New kernels REST API - Githubissues

davidbrochart commented 2 years ago

Problem

Currently, the kernel protocol over ZMQ in the back-end is "forwarded" to the front-end over a WebSocket. This brings a lot of complexity to the front-end, which has to speak this protocol. With JupyterLab moving to RTC, the (notebook) UI becomes merely a shared document editor: the user enters some text in a cell, asks for execution, sees outputs being populated, clears outputs... There is no need for the front-end to e.g. interpret IOPub messages in order to display results, all this could be done in the back-end and directly modify the shared document, which would automatically update in the front-end.

Proposed Solution

We could create a much more simple REST API for kernels, which would consist of e.g. "POST execute request", etc. All kernel state information (idle, busy, dead, restarting...) could go to the new event system.
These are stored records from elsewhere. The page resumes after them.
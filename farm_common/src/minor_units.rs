use std::{
    fmt::Display,
    iter::Sum,
    ops::{Add, AddAssign, Mul, Neg, Sub, SubAssign},
};

use serde::{Deserialize, Serialize};
use sqlx::Type;
use thiserror::Error;

use crate::op;

pub const DEFAULT_CURRENCY_CODE: &str = "EUR";

//--------------------------------------     MinorUnits       ---------------------------------------------------------
/// An amount of money expressed in integer minor currency units (e.g. cents).
///
/// All monetary arithmetic in the ordering engine happens on this type. Fractions only ever arise from percentage
/// calculations, and those are rounded half-up immediately via [`MinorUnits::percent`].
#[derive(Debug, Clone, Copy, Default, Type, Ord, PartialOrd, Serialize, Deserialize, PartialEq, Eq, Hash)]
#[sqlx(transparent)]
#[serde(transparent)]
pub struct MinorUnits(i64);

op!(binary MinorUnits, Add, add);
op!(binary MinorUnits, Sub, sub);
op!(inplace MinorUnits, AddAssign, add_assign);
op!(inplace MinorUnits, SubAssign, sub_assign);
op!(unary MinorUnits, Neg, neg);

impl Mul<i64> for MinorUnits {
    type Output = Self;

    fn mul(self, rhs: i64) -> Self::Output {
        Self::from(self.value() * rhs)
    }
}

impl Sum for MinorUnits {
    fn sum<I: Iterator<Item = Self>>(iter: I) -> Self {
        iter.fold(Self::default(), Add::add)
    }
}

#[derive(Debug, Clone, Error)]
#[error("Value cannot be represented in minor units: {0}")]
pub struct MinorUnitsConversionError(String);

impl From<i64> for MinorUnits {
    fn from(value: i64) -> Self {
        Self(value)
    }
}

impl TryFrom<u64> for MinorUnits {
    type Error = MinorUnitsConversionError;

    fn try_from(value: u64) -> Result<Self, Self::Error> {
        if value > i64::MAX as u64 {
            Err(MinorUnitsConversionError(format!("Value {} is too large to convert to MinorUnits", value)))
        } else {
            #[allow(clippy::cast_possible_wrap)]
            Ok(Self(value as i64))
        }
    }
}

impl Display for MinorUnits {
    fn fmt(&self, f: &mut std::fmt::Formatter<'_>) -> std::fmt::Result {
        let sign = if self.0 < 0 { "-" } else { "" };
        let abs = self.0.unsigned_abs();
        write!(f, "{sign}{}.{:02}", abs / 100, abs % 100)
    }
}

impl MinorUnits {
    pub fn zero() -> Self {
        Self(0)
    }

    pub fn value(&self) -> i64 {
        self.0
    }

    pub fn is_zero(&self) -> bool {
        self.0 == 0
    }

    pub fn is_positive(&self) -> bool {
        self.0 > 0
    }

    /// `pct` percent of this amount, rounded half-up (away from zero for negative amounts). Results beyond the range
    /// of `i64` saturate.
    pub fn percent(&self, pct: i64) -> Self {
        let scaled = i128::from(self.0) * i128::from(pct);
        let rounded = if scaled >= 0 { (scaled + 50) / 100 } else { (scaled - 50) / 100 };
        #[allow(clippy::cast_possible_truncation)]
        Self(rounded.clamp(i128::from(i64::MIN), i128::from(i64::MAX)) as i64)
    }

    /// `self * rhs`, or `None` if the product does not fit.
    pub fn checked_mul(self, rhs: i64) -> Option<Self> {
        self.0.checked_mul(rhs).map(Self)
    }

    pub fn checked_add(self, rhs: Self) -> Option<Self> {
        self.0.checked_add(rhs.0).map(Self)
    }

    /// Sums `amounts`, or returns `None` as soon as the running total overflows.
    pub fn checked_sum<I: IntoIterator<Item = Self>>(amounts: I) -> Option<Self> {
        amounts.into_iter().try_fold(Self::zero(), Self::checked_add)
    }

    /// Clamps negative amounts to zero.
    pub fn floor_zero(self) -> Self {
        Self(self.0.max(0))
    }
}
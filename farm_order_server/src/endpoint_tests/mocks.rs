use farm_order_engine::{
    db_types::PaymentStatus,
    traits::{ChargeRequest, ChargeResult, PaymentProvider, ProviderError, RefundRequest, RefundResult, RefundStatus},
};
use mockall::mock;

mock! {
    pub Provider {}
    impl PaymentProvider for Provider {
        async fn charge(&self, request: ChargeRequest) -> Result<ChargeResult, ProviderError>;
        async fn refund(&self, request: RefundRequest) -> Result<RefundResult, ProviderError>;
    }
}

/// The provider reference the mocks hand out for a charge
pub fn provider_ref(payment_ref: &str) -> String {
    format!("mock-{payment_ref}")
}

/// Settles every charge immediately
pub fn approving_provider() -> MockProvider {
    let mut provider = MockProvider::new();
    provider
        .expect_charge()
        .returning(|req| Ok(ChargeResult::new(PaymentStatus::Completed, provider_ref(&req.payment_ref))));
    provider.expect_refund().returning(|_| Ok(RefundResult { status: RefundStatus::Completed }));
    provider
}

/// Accepts every charge, but only confirms it later, via the webhook
pub fn deferring_provider() -> MockProvider {
    let mut provider = MockProvider::new();
    provider
        .expect_charge()
        .returning(|req| Ok(ChargeResult::new(PaymentStatus::Pending, provider_ref(&req.payment_ref))));
    provider
}

/// Declines every charge
pub fn declining_provider() -> MockProvider {
    let mut provider = MockProvider::new();
    provider.expect_charge().returning(|_| Err(ProviderError::Rejected("card declined".into())));
    provider
}

/// Fails the test if the handler tries to move any money
pub fn idle_provider() -> MockProvider {
    let mut provider = MockProvider::new();
    provider.expect_charge().never();
    provider.expect_refund().never();
    provider
}
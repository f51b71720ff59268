use sqlx::SqliteConnection;

use crate::db_types::{Amendment, NewAmendment};

pub async fn fetch_for_order(order_id: i64, conn: &mut SqliteConnection) -> Result<Vec<Amendment>, sqlx::Error> {
    sqlx::query_as("SELECT * FROM amendments WHERE order_id = $1 ORDER BY id ASC").bind(order_id).fetch_all(conn).await
}

/// Amendment rows are never patched. Every edit deletes the whole set and inserts the replacement.
pub async fn replace_for_order(
    order_id: i64,
    rows: &[NewAmendment],
    conn: &mut SqliteConnection,
) -> Result<(), sqlx::Error> {
    sqlx::query("DELETE FROM amendments WHERE order_id = $1").bind(order_id).execute(&mut *conn).await?;
    for row in rows {
        sqlx::query(
            r#"
                INSERT INTO amendments
                    (order_id, product_code, inventory_unit_id, quantity, unit_price, subtotal, late_addition, added_at)
                VALUES ($1, $2, $3, $4, $5, $6, $7, $8);
            "#,
        )
        .bind(order_id)
        .bind(&row.product_code)
        .bind(row.inventory_unit_id)
        .bind(row.quantity)
        .bind(row.unit_price)
        .bind(row.subtotal)
        .bind(row.late_addition)
        .bind(row.added_at)
        .execute(&mut *conn)
        .await?;
    }
    Ok(())
}
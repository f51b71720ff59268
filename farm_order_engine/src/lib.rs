//! Farm Order Engine
//!
//! The reservation and payment lifecycle engine behind a direct-from-farm shop selling pig boxes, hatching eggs and
//! live chickens. Customers reserve a share of a finite resource, pay a deposit up front and the remainder before
//! fulfillment, and may amend their order in between. Unpaid remainders are forfeited on a schedule and their
//! inventory goes back on sale.
//!
//! The library is divided into these main sections:
//! 1. Pure business rules: the Pricing Resolver ([`mod@pricing`]), status derivation from the payment ledger
//!    ([`mod@state_machine`]) and amendment planning ([`mod@amendment_plan`]).
//! 2. Storage contracts ([`mod@traits`]) and their SQLite implementation ([`SqliteDatabase`]). You should never need to
//!    access the database directly. Instead, use the public API. The exception is the data types used in the database,
//!    which are defined in the `db_types` module and are public.
//! 3. The public API ([`OrderFlowApi`], [`AmendmentApi`], [`ForfeitureApi`], [`InventoryApi`], [`IntegrityApi`]).
//!
//! The engine also emits events when orders are created, paid in full, amended, and cancelled or forfeited. See
//! [`mod@events`] for how to hook into them.
pub mod amendment_plan;
pub mod db_types;
mod engine_api;
pub mod events;
pub mod helpers;
pub mod pricing;
pub mod state_machine;
pub mod traits;

#[cfg(feature = "sqlite")]
pub mod sqlite;

#[cfg(any(feature = "test_utils", test))]
pub mod test_utils;

pub use engine_api::{
    order_objects,
    policy::{DecreasePolicy, LifecyclePolicy},
    AmendmentApi,
    ForfeitureApi,
    IntegrityApi,
    InventoryApi,
    OrderFlowApi,
};
#[cfg(feature = "sqlite")]
pub use sqlite::SqliteDatabase;
pub use traits::{LifecycleError, PricingConfigSource};
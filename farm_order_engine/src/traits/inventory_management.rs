use crate::{
    db_types::{InventoryUnit, NewInventoryUnit},
    traits::LifecycleError,
};

/// The inventory ledger.
///
/// `allocated` is the only hot shared counter in the system. Backends must implement `reserve` and positive `adjust`
/// as a single conditional update, never as read-check-write, so that concurrent callers cannot oversell a unit.
#[allow(async_fn_in_trait)]
pub trait InventoryManagement {
    async fn create_unit(&self, unit: NewInventoryUnit) -> Result<InventoryUnit, LifecycleError>;

    async fn fetch_unit(&self, id: i64) -> Result<Option<InventoryUnit>, LifecycleError>;

    async fn fetch_unit_by_code(&self, code: &str) -> Result<Option<InventoryUnit>, LifecycleError>;

    async fn fetch_units(&self) -> Result<Vec<InventoryUnit>, LifecycleError>;

    /// Increments `allocated` by `quantity`, failing with [`LifecycleError::InsufficientInventory`] if fewer than
    /// `quantity` units remain.
    async fn reserve(&self, unit_id: i64, quantity: i64) -> Result<InventoryUnit, LifecycleError>;

    /// Decrements `allocated` by `quantity`, floored at zero.
    async fn release(&self, unit_id: i64, quantity: i64) -> Result<InventoryUnit, LifecycleError>;

    /// Signed reserve/release. Positive deltas are subject to the same capacity check as `reserve`.
    async fn adjust(&self, unit_id: i64, delta: i64) -> Result<InventoryUnit, LifecycleError>;

    /// Changes the capacity of a unit. The capacity can never drop below what is already allocated.
    async fn set_capacity(&self, unit_id: i64, capacity: i64) -> Result<InventoryUnit, LifecycleError>;
}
davidbrochart commented 2 years ago

For the back-end to be able to make changes to a shared document based on some code execution, the back-end has to know which (part of a) document the code is linked to. For instance in a notebook, a cell input contains code that will produce outputs in the same cell. This means that this REST API must provide information about the document to modify, as well as the kernel to use. A notebook cell "POST execute request" should consist of the following body:

{
  "document_id": "path/to/notebook.ipynb",
  "cell_id": "b4d4a3fe-bc05-4965-b5eb-94732e4329ae",
  "kernel_id": "c71c23dd-38ba-4967-aa46-415ba7317012"
}

Zsailer commented 2 years ago

I would be in favor of extending the current kernels API in core to include a new REST endpoint for executing code. Something like

POST /api/kernels/<kernel_id>/execute

Body: 
{
  "document_id": "path/to/notebook.ipynb",
  "cell_id": "b4d4a3fe-bc05-4965-b5eb-94732e4329ae",
  "kernel_id": "c71c23dd-38ba-4967-aa46-415ba7317012",
  "code": ...
}

Response:
{
  "document_id": "path/to/notebook.ipynb",
  "cell_id": "b4d4a3fe-bc05-4965-b5eb-94732e4329ae",
  "kernel_id": "c71c23dd-38ba-4967-aa46-415ba7317012"

}

This wouldn't require a websocket to the kernel for two-way comms. It simply sends an execute_request to the kernel. On the server, this request would be handled by the KernelManager and formulated into a proper ZMQ message to be sent across kernels shell channel.

I don't think we should replace any of the the current kernel's REST/Websocket API, though. The kernel websocket APIs are still heavily used by projects other than JupyterLab. We don't want those endpoints to degrade or deprecate anytime soon.

As for checking kernel status, I think it also makes sense to add a GET /api/kernels/<kernel_id>/status endpoint that sends a message to IOPub for kernel status and wait for a response. The event bus websocket is also a good way to shuttle these messages.

davidbrochart commented 1 year ago

This work is happening in https://github.com/jupyter-server/jupyverse/pull/191.

echarles commented 1 year ago

There is no need for the front-end to e.g. interpret IOPub messages in order to display results,

What would the impact for the Comm messages used by IPyWidgets?

davidbrochart commented 1 year ago

That's a good point, currently ipywidgets won't work with this, but there are discussions about using y-py in ipywidgets, which would be very aligned with this REST API in my opinion.

echarles commented 1 year ago

but there are discussions about using y-py in ipywidgets

Any pointers? Any backwards compatibly requirement taken in that discussion?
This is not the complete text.